Но в следующий момент снова заволокло дымом Протазанова, — снаряды на холме продолжали рваться, — и, неуверенный уже в том, удалось ли начальнику штаба войти в окоп, Гильчевский резко бросил Игнатову:
— Сопроводительный документ из штаба армии извольте предъявить, поскольку я вас не знаю.
Поняв свою оплошность, Игнатов поспешно вытащил из кармана бумажку, о которой он совсем было забыл, а Гильчевский, взяв её, продолжал неотрывно следить за высотой 102.
Канонада густо гремела сплошь, однако делались ли проходы в проволоке противника? К тем опасениям и сомнениям, которые овладели Гильчевским в это утро, прибавилось теперь ещё и это: не видно было отсюда, как действует артиллерия, а высота, выбранная для наблюдательного пункта, оказалась под преднамеренно сильным огнём.
Так прошло около получаса, и когда Гильчевский уже хотел сказать вслух то, что всё время вертелось в мозгу и жалило его: «Ну, значит, погиб, аминь!» — вдруг показался Протазанов, а за ним несколько связных, нагруженные аппаратами и мотками проводов, которые они собирали проворно.

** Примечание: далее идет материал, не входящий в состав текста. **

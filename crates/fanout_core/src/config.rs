//! Per-tree dispatch configuration.
//!
//! A [`DispatchConfig`] is fixed at the external boundary and travels inside
//! every worker payload, so each recursive child sees exactly the parameters
//! its root was started with.

use serde::{Deserialize, Serialize};

use crate::backoff::BackoffPolicy;
use crate::contract::ValidationError;

pub const DEFAULT_BRANCHING_FACTOR: usize = 10;
pub const DEFAULT_BASE_CASE_THRESHOLD: usize = 60;
pub const DEFAULT_INITIAL_BACKOFF_MS: u64 = 100;
pub const DEFAULT_MAX_BACKOFF_MS: u64 = 5_000;
pub const DEFAULT_JITTER_MAX_MS: u64 = 50;
pub const DEFAULT_MAX_RETRIES: u32 = 10;
pub const DEFAULT_OVERLOAD_MULTIPLIER: f64 = 1.5;
pub const DEFAULT_WINDOW_MS: u64 = 1_000;

/// Half the fan-out: a parent with more than this many children pending at
/// once backs off harder.
pub fn default_overload_threshold(branching_factor: usize) -> usize {
    (branching_factor / 2).max(1)
}

/// Time-windowed admission control applied at the root only.
#[derive(Debug, Clone, Copy, Serialize, Deserialize, PartialEq, Eq)]
pub struct AdmissionWindow {
    pub window_ms: u64,
    pub per_window: usize,
}

#[derive(Debug, Clone, Serialize, Deserialize, PartialEq)]
pub struct DispatchConfig {
    pub branching_factor: usize,
    pub base_case_threshold: usize,
    pub initial_backoff_ms: u64,
    pub max_backoff_ms: u64,
    pub jitter_max_ms: u64,
    pub max_retries: u32,
    /// In-flight child dispatches above which retry delays are stretched.
    pub overload_threshold: usize,
    pub overload_multiplier: f64,
    #[serde(default, skip_serializing_if = "Option::is_none")]
    pub admission: Option<AdmissionWindow>,
}

impl Default for DispatchConfig {
    fn default() -> Self {
        Self::controlled()
    }
}

impl DispatchConfig {
    /// Ten-way fan-out with sixty direct fetches per worker.
    pub fn controlled() -> Self {
        Self {
            branching_factor: DEFAULT_BRANCHING_FACTOR,
            base_case_threshold: DEFAULT_BASE_CASE_THRESHOLD,
            initial_backoff_ms: DEFAULT_INITIAL_BACKOFF_MS,
            max_backoff_ms: DEFAULT_MAX_BACKOFF_MS,
            jitter_max_ms: DEFAULT_JITTER_MAX_MS,
            max_retries: DEFAULT_MAX_RETRIES,
            overload_threshold: default_overload_threshold(DEFAULT_BRANCHING_FACTOR),
            overload_multiplier: DEFAULT_OVERLOAD_MULTIPLIER,
            admission: None,
        }
    }

    /// Three-way fan-out down to a single fetch per leaf worker.
    pub fn highly_recursive() -> Self {
        Self {
            branching_factor: 3,
            base_case_threshold: 1,
            overload_threshold: default_overload_threshold(3),
            ..Self::controlled()
        }
    }

    /// Hundred-way fan-out with a hundred direct fetches per worker.
    pub fn wide() -> Self {
        Self {
            branching_factor: 100,
            base_case_threshold: 100,
            overload_threshold: default_overload_threshold(100),
            ..Self::controlled()
        }
    }

    pub fn preset(name: &str) -> Option<Self> {
        match name {
            "controlled" => Some(Self::controlled()),
            "highly-recursive" | "highly_recursive" => Some(Self::highly_recursive()),
            "wide" => Some(Self::wide()),
            _ => None,
        }
    }

    pub fn with_base_case_threshold(mut self, threshold: usize) -> Self {
        self.base_case_threshold = threshold;
        self
    }

    pub fn with_admission(mut self, window_ms: u64, per_window: usize) -> Self {
        self.admission = Some(AdmissionWindow {
            window_ms,
            per_window,
        });
        self
    }

    pub fn backoff_policy(&self) -> BackoffPolicy {
        BackoffPolicy::from_config(self)
    }

    pub fn validate(&self) -> Result<(), ValidationError> {
        if self.branching_factor < 2 {
            return Err(ValidationError::new(
                "branching_factor must be at least 2",
            ));
        }
        if self.base_case_threshold == 0 {
            return Err(ValidationError::new(
                "base_case_threshold must be a positive integer",
            ));
        }
        if self.max_retries == 0 {
            return Err(ValidationError::new(
                "max_retries must be a positive integer",
            ));
        }
        if self.initial_backoff_ms > self.max_backoff_ms {
            return Err(ValidationError::new(
                "initial_backoff_ms cannot exceed max_backoff_ms",
            ));
        }
        if !self.overload_multiplier.is_finite() || self.overload_multiplier < 1.0 {
            return Err(ValidationError::new(
                "overload_multiplier must be a finite value >= 1.0",
            ));
        }
        if let Some(window) = self.admission {
            if window.window_ms == 0 {
                return Err(ValidationError::new("window_ms must be a positive integer"));
            }
            if window.per_window == 0 {
                return Err(ValidationError::new(
                    "per_window must be a positive integer",
                ));
            }
        }
        Ok(())
    }

    /// Applies `FANOUT_*` overrides resolved through `lookup`.
    ///
    /// `FANOUT_WINDOW_MS` only takes effect once admission is enabled for a
    /// request, so it is returned separately rather than stored here.
    pub fn with_env_overrides(
        mut self,
        lookup: impl Fn(&str) -> Option<String>,
    ) -> Result<Self, ValidationError> {
        if let Some(value) = parse_override::<usize>(&lookup, "FANOUT_BRANCHING_FACTOR")? {
            self.branching_factor = value;
            self.overload_threshold = default_overload_threshold(value);
        }
        if let Some(value) = parse_override::<usize>(&lookup, "FANOUT_OVERLOAD_THRESHOLD")? {
            self.overload_threshold = value;
        }
        if let Some(value) = parse_override::<usize>(&lookup, "FANOUT_BASE_CASE_THRESHOLD")? {
            self.base_case_threshold = value;
        }
        if let Some(value) = parse_override::<u64>(&lookup, "FANOUT_INITIAL_BACKOFF_MS")? {
            self.initial_backoff_ms = value;
        }
        if let Some(value) = parse_override::<u64>(&lookup, "FANOUT_MAX_BACKOFF_MS")? {
            self.max_backoff_ms = value;
        }
        if let Some(value) = parse_override::<u64>(&lookup, "FANOUT_JITTER_MAX_MS")? {
            self.jitter_max_ms = value;
        }
        if let Some(value) = parse_override::<u32>(&lookup, "FANOUT_MAX_RETRIES")? {
            self.max_retries = value;
        }
        self.validate()?;
        Ok(self)
    }
}

pub fn window_ms_from_env(
    lookup: impl Fn(&str) -> Option<String>,
) -> Result<u64, ValidationError> {
    Ok(parse_override::<u64>(&lookup, "FANOUT_WINDOW_MS")?.unwrap_or(DEFAULT_WINDOW_MS))
}

fn parse_override<T: std::str::FromStr>(
    lookup: &impl Fn(&str) -> Option<String>,
    key: &str,
) -> Result<Option<T>, ValidationError> {
    match lookup(key) {
        None => Ok(None),
        Some(raw) if raw.trim().is_empty() => Ok(None),
        Some(raw) => raw
            .trim()
            .parse::<T>()
            .map(Some)
            .map_err(|_| ValidationError::new(format!("{key} must be a valid number, got '{raw}'"))),
    }
}
use std::time::Duration;

use futures::future::BoxFuture;

use crate::runtime::contract::Target;

#[derive(Debug, Clone, PartialEq, Eq)]
pub struct FetchReply {
    pub status_code: u16,
    pub body: String,
}

/// Transport-level failures. All of them are retryable for the leaf executor.
#[derive(Debug, Clone, PartialEq, Eq)]
pub enum TransportError {
    Http(String),
    Body(String),
    Timeout,
}

impl std::fmt::Display for TransportError {
    fn fmt(&self, f: &mut std::fmt::Formatter<'_>) -> std::fmt::Result {
        match self {
            TransportError::Http(message) => write!(f, "request failed: {message}"),
            TransportError::Body(message) => write!(f, "failed to read response body: {message}"),
            TransportError::Timeout => f.write_str("request timed out"),
        }
    }
}

impl std::error::Error for TransportError {}

pub trait Transport: Send + Sync {
    fn fetch<'a>(&'a self, target: &'a Target) -> BoxFuture<'a, Result<FetchReply, TransportError>>;
}

/// Thin async HTTP client that issues one GET per target.
#[derive(Debug, Clone)]
pub struct ReqwestTransport {
    client: reqwest::Client,
}

impl ReqwestTransport {
    pub fn new(timeout: Option<Duration>) -> Result<Self, TransportError> {
        let mut builder = reqwest::Client::builder();
        if let Some(timeout) = timeout {
            builder = builder.timeout(timeout);
        }
        let client = builder
            .build()
            .map_err(|error| TransportError::Http(format!("failed to build http client: {error}")))?;
        Ok(Self { client })
    }

    async fn get(&self, target: &Target) -> Result<FetchReply, TransportError> {
        let response = self
            .client
            .get(&target.url)
            .send()
            .await
            .map_err(classify_reqwest_error)?;
        let status_code = response.status().as_u16();
        let body = response
            .text()
            .await
            .map_err(|error| TransportError::Body(error.to_string()))?;
        Ok(FetchReply { status_code, body })
    }
}

impl Transport for ReqwestTransport {
    fn fetch<'a>(&'a self, target: &'a Target) -> BoxFuture<'a, Result<FetchReply, TransportError>> {
        Box::pin(self.get(target))
    }
}

fn classify_reqwest_error(error: reqwest::Error) -> TransportError {
    if error.is_timeout() {
        TransportError::Timeout
    } else {
        TransportError::Http(error.to_string())
    }
}
use std::collections::BTreeMap;

use serde::{Deserialize, Deserializer, Serialize};

use crate::{Error, Result, UserId};

const MIN_STARS: u8 = 1;
const MAX_STARS: u8 = 5;
/// Fraction of a star from which a half star is drawn.
const HALF_STAR_THRESHOLD: f64 = 0.25;
/// `average` is kept on a 0-10 scale, twice the star scale.
const AVERAGE_SCALE: f64 = 2.0;

#[derive(Debug, Clone, Copy, PartialEq, Eq, Serialize)]
#[serde(rename_all = "snake_case")]
pub enum Star {
    Full,
    Half,
    Empty,
}

/// Rating aggregate of one event plus the votes behind it.
///
/// `votes` holds each user's own vote; `user_rating` is the vote of the user
/// the aggregate was last viewed as.
#[derive(Debug, Clone, PartialEq, Serialize, Deserialize)]
pub struct Rating {
    /// Mean vote on a 0-10 scale; 0 means nobody rated yet.
    #[serde(default)]
    pub average: f64,
    #[serde(default)]
    pub total_count: u32,
    /// Seeds encode "not rated" as 0, which loads as `None`.
    #[serde(default, deserialize_with = "deserialize_user_rating")]
    pub user_rating: Option<u8>,
    /// Vote count per star value.
    #[serde(default)]
    pub distribution: BTreeMap<u8, u32>,
    #[serde(
        default,
        skip_serializing_if = "BTreeMap::is_empty",
        deserialize_with = "deserialize_votes"
    )]
    pub votes: BTreeMap<UserId, u8>,
}

fn deserialize_user_rating<'de, D: Deserializer<'de>>(
    deserializer: D,
) -> std::result::Result<Option<u8>, D::Error> {
    match Option::<u8>::deserialize(deserializer)? {
        None | Some(0) => Ok(None),
        Some(value) => validate_stars(value)
            .map(|()| Some(value))
            .map_err(serde::de::Error::custom),
    }
}

fn deserialize_votes<'de, D: Deserializer<'de>>(
    deserializer: D,
) -> std::result::Result<BTreeMap<UserId, u8>, D::Error> {
    let votes = BTreeMap::<UserId, u8>::deserialize(deserializer)?;
    for value in votes.values() {
        validate_stars(*value).map_err(serde::de::Error::custom)?;
    }
    Ok(votes)
}

fn validate_stars(value: u8) -> Result<()> {
    if (MIN_STARS..=MAX_STARS).contains(&value) {
        Ok(())
    } else {
        Err(Error::InvalidRating { value })
    }
}

impl Default for Rating {
    fn default() -> Self {
        Self {
            average: 0.0,
            total_count: 0,
            user_rating: None,
            distribution: (MIN_STARS..=MAX_STARS).map(|star| (star, 0)).collect(),
            votes: BTreeMap::new(),
        }
    }
}

impl Rating {
    /// Whether the user the aggregate is viewed as has voted.
    pub fn is_rated(&self) -> bool {
        self.user_rating.is_some()
    }

    pub fn vote_of(&self, voter: UserId) -> Option<u8> {
        self.votes.get(&voter).copied()
    }

    /// Show the aggregate as `viewer` sees it.
    ///
    /// A seed carries only the viewer's own vote and no `votes`; the first
    /// view attributes that vote to `viewer`. It is already part of the
    /// aggregate, so no counter moves.
    pub fn view_as(&mut self, viewer: UserId) {
        if self.votes.is_empty() {
            if let Some(value) = self.user_rating {
                self.votes.insert(viewer, value);
            }
        }
        self.user_rating = self.vote_of(viewer);
    }

    /// Record `voter`'s vote. A user votes once; changing the vote goes
    /// through [`Rating::edit`].
    pub fn submit(&mut self, voter: UserId, value: u8) -> Result<()> {
        validate_stars(value)?;
        self.view_as(voter);
        if self.is_rated() {
            return Err(Error::AlreadyRated);
        }
        let count = f64::from(self.total_count);
        let average = (self.average * count + f64::from(value) * AVERAGE_SCALE) / (count + 1.0);
        self.average = clamp_average(average);
        self.total_count += 1;
        *self.distribution.entry(value).or_default() += 1;
        self.votes.insert(voter, value);
        self.user_rating = Some(value);
        Ok(())
    }

    /// Replace `voter`'s earlier vote, returning the previous value.
    pub fn edit(&mut self, voter: UserId, value: u8) -> Result<u8> {
        validate_stars(value)?;
        self.view_as(voter);
        let previous = self.user_rating.ok_or(Error::NotRated)?;
        if self.total_count == 0 {
            self.average = f64::from(value) * AVERAGE_SCALE;
        } else {
            let count = f64::from(self.total_count);
            let delta = (f64::from(value) - f64::from(previous)) * AVERAGE_SCALE;
            self.average = clamp_average(self.average + delta / count);
        }
        if let Some(bucket) = self.distribution.get_mut(&previous) {
            *bucket = bucket.saturating_sub(1);
        }
        *self.distribution.entry(value).or_default() += 1;
        self.votes.insert(voter, value);
        self.user_rating = Some(value);
        Ok(previous)
    }

    /// Five stars for the aggregate: full up to the whole part of
    /// `average / 2`, then a half star when the remainder reaches a quarter.
    pub fn star_display(&self) -> [Star; 5] {
        let stars = self.average / AVERAGE_SCALE;
        let whole = stars.floor();
        let half = stars - whole >= HALF_STAR_THRESHOLD;
        std::array::from_fn(|index| {
            let position = (index + 1) as f64;
            if position <= whole {
                Star::Full
            } else if position == whole + 1.0 && half {
                Star::Half
            } else {
                Star::Empty
            }
        })
    }

    /// The numeric label next to the stars; hidden while nobody rated.
    pub fn average_label(&self) -> Option<String> {
        if self.average == 0.0 {
            None
        } else {
            Some(format!("{:.1}", self.average))
        }
    }

    /// The current user's own vote drawn as whole stars.
    pub fn user_stars(&self) -> [Star; 5] {
        let given = usize::from(self.user_rating.unwrap_or(0));
        std::array::from_fn(|index| if index < given { Star::Full } else { Star::Empty })
    }

    pub fn votes_for(&self, star: u8) -> u32 {
        self.distribution.get(&star).copied().unwrap_or(0)
    }
}

fn clamp_average(average: f64) -> f64 {
    average.clamp(0.0, f64::from(MAX_STARS) * AVERAGE_SCALE)
}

— Слава богу, жив! — крикнул Гильчевский, обращаясь непосредственно к полковнику Игнатову, который понял и восклицание это и сияние глаз начальника 101-й дивизии только тогда, когда сам увидел подходившего Протазанова.
— Слава богу, вы — молодец, конечно, вы — молодец! Но-о... но приказываю вам этого больше впредь не делать! — радостно кричал Гильчевский.
Однако с приходом Протазанова и связных около него оказалась уже порядочная кучка людей, и её разглядели со своих холмов за рекой австрийские наблюдатели: вблизи начали рваться снаряды.
В то же время и наблюдательный пункт нужно было напять другой, запасной, хотя и не столь выгодный, как высота 102, с меньшим кругозором.
Удача Протазанова подняла настроение Гильчевского: стала уже мерещиться удача всей атаки.
Вот один полк начал цепями сходить с холмов в долину Иквы.
Гранаты и шрапнели рвались в цепях, но цепи шли быстро. Это было захватывающее зрелище торжества человеческого упорства в достижении цели. Видно было сквозь розовый дым, как валились десятки людей то здесь, то там, но остальные двигались вперёд с каждой минутой быстрее. Вот уже подошли к мосту и бегут через мост на тот берег...
— Это какой полк? Какой? — волнуясь, спросил Протазанова Игнатов.
— Это четыреста первый Карачевский... Там командир полка — Николаев, — ответил Протазанов спокойно.
Они с Игнатовым оказались однокурсниками по Академии, но там плохо знали друг друга, даже просто не помнили один другого.
Гильчевский не переставал подозрительно относиться к Игнатову, как соглядатаю, подосланному штабными, которых вообще не жаловал боевой генерал, говоря о них неизменно: «Ни черта не понимают в деле, а только интриги разводят, друг друга подсиживают да представляют себя взаимно к наградам!»
По простоватое лицо Игнатова было непритворно удивлённо.
— Этот полк, что же он, — первым пошёл в атаку? — спрашивал он.
— Что вы, что вы, это — резерв! — недовольно кричал в ответ Гильчевский. — Ударные полки теперь уже на том стороне!.. На той стороне, а не на этой!
Не хотелось объяснять, что решить дело должны были два полка: 6-й — от финляндских стрелков и 404-й — от его дивизии, и некогда было объяснять это, и не шли слова на язык.
В мозгу всё вертелось: «Проходы, проходы... Пробиты ли проходы для штурма?..» Ничего на том берегу не было видно из-за высокого хлеба, над которым навис иссиня-белый дым от своих снарядов. Но если не посчастливилось пробить проходы, значит, пропало все: растают полки от ближнего огня австрийцев.